The announcement immediately sparked criticism. Some described it as a bailout for developers struggling to sell units in a cooling market. Others welcomed it as a pragmatic way to put existing housing stock to use.
Both reactions are understandable. But before debating whether governments should buy empty condominiums, we should pause to consider a more fundamental question: If Canada is facing a severe housing shortage, why are there thousands of completed homes available for governments to buy in the first place?
This is not rhetorical. It is an attempt to understand what is happening in our housing system—and why the answer keeps slipping out of reach.
For years, Canadians have been told that housing affordability is primarily a supply problem. There are not enough homes, so governments must make it easier to build them. Municipal approvals accelerated. Development charges reduced. Regulations streamlined. More housing, we were told, would improve affordability.
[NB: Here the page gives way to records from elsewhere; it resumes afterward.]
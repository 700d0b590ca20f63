//! Session configuration.
//!
//! Every field has a default matching the shipped game, so a JSON file only
//! needs the values it changes:
//!
//! ```json
//! { "roll_cost": 15, "path": { "kind": "ring", "nodes": 12 } }
//! ```

use std::fmt;
use std::path::Path as FsPath;

use serde::{Deserialize, Serialize};

use crate::error::{ensure_non_negative, CoreError, CoreResult};
use crate::game::{EnemyConfig, Path, PathNode, StatsRecord, MIN_CAPACITY};

/// How the board is laid out.
#[derive(Debug, Clone, PartialEq, Serialize, Deserialize)]
#[serde(tag = "kind", rename_all = "snake_case")]
pub enum PathLayout {
    /// Nodes evenly spaced on a circle.
    Ring {
        /// Number of nodes.
        #[serde(default = "default_ring_nodes")]
        nodes: usize,
        /// Circle radius.
        #[serde(default = "default_ring_radius")]
        radius: f64,
        /// Every n-th node grants gold; zero disables gold nodes.
        #[serde(default = "default_gold_every")]
        gold_every: usize,
        /// Gold granted per gold node.
        #[serde(default = "default_gold_amount")]
        gold_amount: u32,
    },
    /// Explicit node list, walked in order.
    Custom {
        /// The nodes.
        nodes: Vec<PathNode>,
    },
}

fn default_ring_nodes() -> usize {
    20
}

fn default_ring_radius() -> f64 {
    10.0
}

fn default_gold_every() -> usize {
    3
}

fn default_gold_amount() -> u32 {
    10
}

impl Default for PathLayout {
    fn default() -> Self {
        PathLayout::Ring {
            nodes: default_ring_nodes(),
            radius: default_ring_radius(),
            gold_every: default_gold_every(),
            gold_amount: default_gold_amount(),
        }
    }
}

impl PathLayout {
    /// Build the path.
    ///
    /// # Errors
    ///
    /// Returns [`CoreError::InvalidConfiguration`] for an empty layout and
    /// [`CoreError::InvalidAmount`] for a bad radius.
    pub fn build(&self) -> CoreResult<Path> {
        match self {
            PathLayout::Ring {
                nodes,
                radius,
                gold_every,
                gold_amount,
            } => Path::ring(*nodes, ensure_non_negative(*radius)?, *gold_every, *gold_amount),
            PathLayout::Custom { nodes } => Path::new(nodes.clone()),
        }
    }
}

/// Tunables for one play session.
#[derive(Debug, Clone, PartialEq, Serialize, Deserialize)]
#[serde(default, deny_unknown_fields)]
pub struct SessionConfig {
    /// Dice thrown per roll.
    pub dice_count: usize,
    /// Stamina paid per roll.
    pub roll_cost: u32,
    /// Stamina capacity at start.
    pub stamina_max: u32,
    /// Stamina restored per regen interval.
    pub stamina_regen_rate: f64,
    /// Seconds between stamina regen applications.
    pub stamina_regen_interval: f64,
    /// Gold at start.
    pub starting_gold: u32,
    /// Price of the first upgrade.
    pub upgrade_cost: u32,
    /// Price rise per upgrade.
    pub upgrade_cost_increment: u32,
    /// Hero stats at start.
    pub stats: StatsRecord,
    /// Steps longer than this are run instead of walked.
    pub run_distance_threshold: f64,
    /// Seconds between a double and the bonus roll.
    pub bonus_roll_delay: f64,
    /// Enemy stamina drained per strike.
    pub click_damage: u32,
    /// Template for spawned enemies.
    pub enemy: EnemyConfig,
    /// Board layout.
    pub path: PathLayout,
    /// Node the hero starts on.
    pub start_node: usize,
}

impl Default for SessionConfig {
    fn default() -> Self {
        Self {
            dice_count: 2,
            roll_cost: 10,
            stamina_max: 100,
            stamina_regen_rate: 5.0,
            stamina_regen_interval: 1.0,
            starting_gold: 100,
            upgrade_cost: 20,
            upgrade_cost_increment: 10,
            stats: StatsRecord::default(),
            run_distance_threshold: 3.0,
            bonus_roll_delay: 0.5,
            click_damage: 10,
            enemy: EnemyConfig::default(),
            path: PathLayout::default(),
            start_node: 0,
        }
    }
}

impl SessionConfig {
    /// Check every field.
    ///
    /// # Errors
    ///
    /// Returns [`CoreError::InvalidConfiguration`] or
    /// [`CoreError::InvalidAmount`] naming the first bad field.
    pub fn validate(&self) -> CoreResult<()> {
        if self.dice_count == 0 {
            return Err(invalid("dice_count must be at least 1"));
        }
        if self.upgrade_cost_increment == 0 {
            return Err(invalid("upgrade_cost_increment must be at least 1"));
        }
        if self.stamina_max < MIN_CAPACITY {
            return Err(invalid(&format!("stamina_max must be at least {MIN_CAPACITY}")));
        }
        if self.stamina_max < self.roll_cost {
            return Err(invalid("stamina_max must cover at least one roll"));
        }
        ensure_non_negative(self.stamina_regen_rate)?;
        if !(self.stamina_regen_interval.is_finite() && self.stamina_regen_interval > 0.0) {
            return Err(invalid("stamina_regen_interval must be positive"));
        }
        ensure_non_negative(self.run_distance_threshold)?;
        ensure_non_negative(self.bonus_roll_delay)?;
        ensure_non_negative(self.stats.movement_speed)?;
        if [
            self.stats.strength,
            self.stats.intelligence,
            self.stats.willpower,
            self.stats.dexterity,
        ]
        .iter()
        .any(|&value| value < 0)
        {
            return Err(invalid("attributes must not be negative"));
        }
        self.enemy.validate()?;

        let path = self.path.build()?;
        if self.start_node >= path.len() {
            return Err(invalid(&format!(
                "start_node {} outside path of {} nodes",
                self.start_node,
                path.len()
            )));
        }
        Ok(())
    }

    /// Parse and validate a JSON document.
    ///
    /// # Errors
    ///
    /// Returns [`ConfigError::Parse`] for malformed JSON and
    /// [`ConfigError::Invalid`] for values that fail [`Self::validate`].
    pub fn from_json(text: &str) -> Result<Self, ConfigError> {
        let config: Self = serde_json::from_str(text).map_err(ConfigError::Parse)?;
        config.validate().map_err(ConfigError::Invalid)?;
        Ok(config)
    }

    /// Read, parse and validate a JSON file.
    ///
    /// # Errors
    ///
    /// Returns [`ConfigError::Io`] if the file cannot be read, otherwise as
    /// [`Self::from_json`].
    pub fn load(path: impl AsRef<FsPath>) -> Result<Self, ConfigError> {
        let text = std::fs::read_to_string(path).map_err(ConfigError::Io)?;
        Self::from_json(&text)
    }
}

fn invalid(message: &str) -> CoreError {
    CoreError::InvalidConfiguration(message.to_string())
}

/// Failure to obtain a usable configuration.
#[derive(Debug)]
pub enum ConfigError {
    /// The file could not be read.
    Io(std::io::Error),
    /// The file is not valid JSON for this schema.
    Parse(serde_json::Error),
    /// The values describe an impossible game.
    Invalid(CoreError),
}

impl fmt::Display for ConfigError {
    fn fmt(&self, f: &mut fmt::Formatter<'_>) -> fmt::Result {
        match self {
            ConfigError::Io(e) => write!(f, "cannot read config: {e}"),
            ConfigError::Parse(e) => write!(f, "cannot parse config: {e}"),
            ConfigError::Invalid(e) => write!(f, "{e}"),
        }
    }
}

impl std::error::Error for ConfigError {
    fn source(&self) -> Option<&(dyn std::error::Error + 'static)> {
        match self {
            ConfigError::Io(e) => Some(e),
            ConfigError::Parse(e) => Some(e),
            ConfigError::Invalid(e) => Some(e),
        }
    }
}

#[cfg(test)]
mod tests {
    use super::*;
    use crate::game::Behavior;

    #[test]
    fn test_default_is_valid() {
        assert!(SessionConfig::default().validate().is_ok());
    }

    #[test]
    fn test_partial_json_keeps_defaults() {
        let config = SessionConfig::from_json(r#"{ "roll_cost": 15 }"#).unwrap();
        assert_eq!(config.roll_cost, 15);
        assert_eq!(config.starting_gold, 100);
        assert_eq!(config.path, PathLayout::default());
    }

    #[test]
    fn test_custom_path_and_enemy() {
        let json = r#"{
            "path": { "kind": "custom", "nodes": [
                { "position": { "x": 0.0, "y": 0.0, "z": 0.0 } },
                { "position": { "x": 1.0, "y": 0.0, "z": 0.0 }, "gold": 25 }
            ] },
            "enemy": { "speed": 4.0, "behavior": { "mode": "follow" } }
        }"#;
        let config = SessionConfig::from_json(json).unwrap();
        let path = config.path.build().unwrap();
        assert_eq!(path.len(), 2);
        assert_eq!(path.get(1).unwrap().gold, Some(25));
        assert_eq!(config.enemy.behavior, Behavior::Follow);
        assert_eq!(config.enemy.max_stamina, 100);
    }

    #[test]
    fn test_rejects_bad_values() {
        let config = SessionConfig {
            upgrade_cost_increment: 0,
            ..SessionConfig::default()
        };
        assert!(matches!(
            config.validate(),
            Err(CoreError::InvalidConfiguration(_))
        ));

        let config = SessionConfig {
            stamina_max: 5,
            roll_cost: 5,
            ..SessionConfig::default()
        };
        assert!(matches!(
            config.validate(),
            Err(CoreError::InvalidConfiguration(_))
        ));

        let config = SessionConfig {
            bonus_roll_delay: -1.0,
            ..SessionConfig::default()
        };
        assert_eq!(config.validate(), Err(CoreError::InvalidAmount(-1.0)));

        let config = SessionConfig {
            start_node: 20,
            ..SessionConfig::default()
        };
        assert!(config.validate().is_err());

        let config = SessionConfig {
            path: PathLayout::Custom { nodes: Vec::new() },
            ..SessionConfig::default()
        };
        assert!(config.validate().is_err());
    }

    #[test]
    fn test_parse_and_unknown_field_errors() {
        assert!(matches!(
            SessionConfig::from_json("{ not json"),
            Err(ConfigError::Parse(_))
        ));
        assert!(matches!(
            SessionConfig::from_json(r#"{ "roll_costs": 1 }"#),
            Err(ConfigError::Parse(_))
        ));
        assert!(matches!(
            SessionConfig::from_json(r#"{ "dice_count": 0 }"#),
            Err(ConfigError::Invalid(_))
        ));
    }

    #[test]
    fn test_load_missing_file() {
        let err = SessionConfig::load("/definitely/not/here.json").unwrap_err();
        assert!(matches!(err, ConfigError::Io(_)));
        assert!(err.to_string().starts_with("cannot read config"));
    }
}
//! Replay command implementation.

use super::run::print_result;
use super::{CliError, OutputFormat};
use dicewalk::sim::Recording;
use std::path::Path;

/// Execute the replay command.
///
/// # Errors
///
/// Returns an error if the recording cannot be loaded or replayed.
pub(crate) fn execute(recording: &Path, format: OutputFormat) -> Result<(), CliError> {
    let loaded = Recording::load(recording).map_err(|e| {
        CliError::new(format!("Failed to load {}: {e}", recording.display()))
    })?;

    if format == OutputFormat::Text {
        println!("Replaying {} (seed {})", recording.display(), loaded.seed);
        println!();
    }

    let (result, log) = loaded.replay_logged()?;
    print_result(&result, &log, format)
}
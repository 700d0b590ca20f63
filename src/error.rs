//! Error types for the game core.

use std::fmt;

use crate::game::{EnemyId, PoolId};

/// Long-running activity that can only have one instance in flight.
#[derive(Debug, Clone, Copy, PartialEq, Eq)]
pub enum Activity {
    /// A roll/resolve/walk turn.
    Turn,
    /// A path walk.
    Walk,
}

impl fmt::Display for Activity {
    fn fmt(&self, f: &mut fmt::Formatter<'_>) -> fmt::Result {
        match self {
            Activity::Turn => write!(f, "turn"),
            Activity::Walk => write!(f, "walk"),
        }
    }
}

/// Recoverable failures reported by core operations.
///
/// None of these are fatal: the caller may retry, no-op, or surface a
/// message such as "not enough stamina".
#[derive(Debug, Clone, PartialEq)]
pub enum CoreError {
    /// A pool could not cover a spend.
    InsufficientResource {
        /// Pool that was asked to pay.
        pool: PoolId,
        /// Amount requested.
        required: u32,
        /// Amount the pool held.
        available: u32,
    },
    /// A turn or walk was started while another one is in flight.
    AlreadyInProgress(Activity),
    /// Setup data or an operation argument describes an impossible game.
    InvalidConfiguration(String),
    /// A fractional quantity was negative or not finite.
    InvalidAmount(f64),
    /// An operation was called in the wrong turn phase.
    OutOfPhase {
        /// Phase the operation requires.
        expected: &'static str,
        /// Phase the session was in.
        actual: &'static str,
    },
    /// The targeted enemy was defeated or never existed.
    EnemyGone(EnemyId),
}

impl fmt::Display for CoreError {
    fn fmt(&self, f: &mut fmt::Formatter<'_>) -> fmt::Result {
        match self {
            CoreError::InsufficientResource {
                pool,
                required,
                available,
            } => write!(f, "not enough {pool}: need {required}, have {available}"),
            CoreError::AlreadyInProgress(activity) => write!(f, "{activity} already in progress"),
            CoreError::InvalidConfiguration(message) => {
                write!(f, "invalid configuration: {message}")
            }
            CoreError::InvalidAmount(amount) => write!(f, "invalid amount: {amount}"),
            CoreError::OutOfPhase { expected, actual } => {
                write!(f, "expected phase {expected}, session is {actual}")
            }
            CoreError::EnemyGone(id) => write!(f, "enemy {id} is gone"),
        }
    }
}

impl std::error::Error for CoreError {}

/// Result type for core operations.
pub type CoreResult<T> = Result<T, CoreError>;

/// Reject negative, NaN and infinite quantities.
///
/// # Errors
///
/// Returns [`CoreError::InvalidAmount`] for anything but a finite value `>= 0`.
pub fn ensure_non_negative(amount: f64) -> CoreResult<f64> {
    if amount.is_finite() && amount >= 0.0 {
        Ok(amount)
    } else {
        Err(CoreError::InvalidAmount(amount))
    }
}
This narrative has shaped housing policy across the country. Provincial governments have introduced sweeping legislative reforms. Municipalities have rezoned large areas for higher densities. Public financing programs have expanded.
Government has increasingly aligned itself around one objective: maintaining a continuous pipeline of housing production.
Yet, Canada Mortgage and Housing Corporation data show thousands of completed condominium units sitting vacant across British Columbia, including 4,376 in Metro Vancouver alone, a 76 percent increase from the previous year.
How can a province facing a housing shortage also have thousands of empty homes?
The answer is that housing need and housing demand are not the same thing. Many households need housing. That does not mean they can afford to buy what the market is producing. Markets do not respond to need. They respond to demand backed by purchasing power.
Andy Yan of Simon Fraser University estimates roughly one-third of Metro Vancouver’s unsold condominium inventory is priced above a million dollars. So, a shortage of affordable housing can coexist with a surplus of unaffordable housing.
The problem may not simply be supply but a mismatch between what is being built and what people can realistically pay—and a system that has consistently produced the former while calling it a solution to the latter.
The proposed purchases expose a deeper question: what, exactly, are governments trying to save?
The obvious answer is housing. But that word is doing a lot of work. In Metro Vancouver, housing is shelter, yes—but it is also a retirement strategy, investment vehicle, source of municipal revenue, major employer, and cornerstone of household wealth for a significant portion of the population. These functions overlap and are increasingly pulling in opposite directions.
Consider what government housing policy has actually looked like over the past several years: accelerated approvals, reduced regulatory barriers, expanded financing programs, deferred development charges, increased municipal borrowing capacity, tax exemptions for certain projects, and now the direct purchase of completed inventory.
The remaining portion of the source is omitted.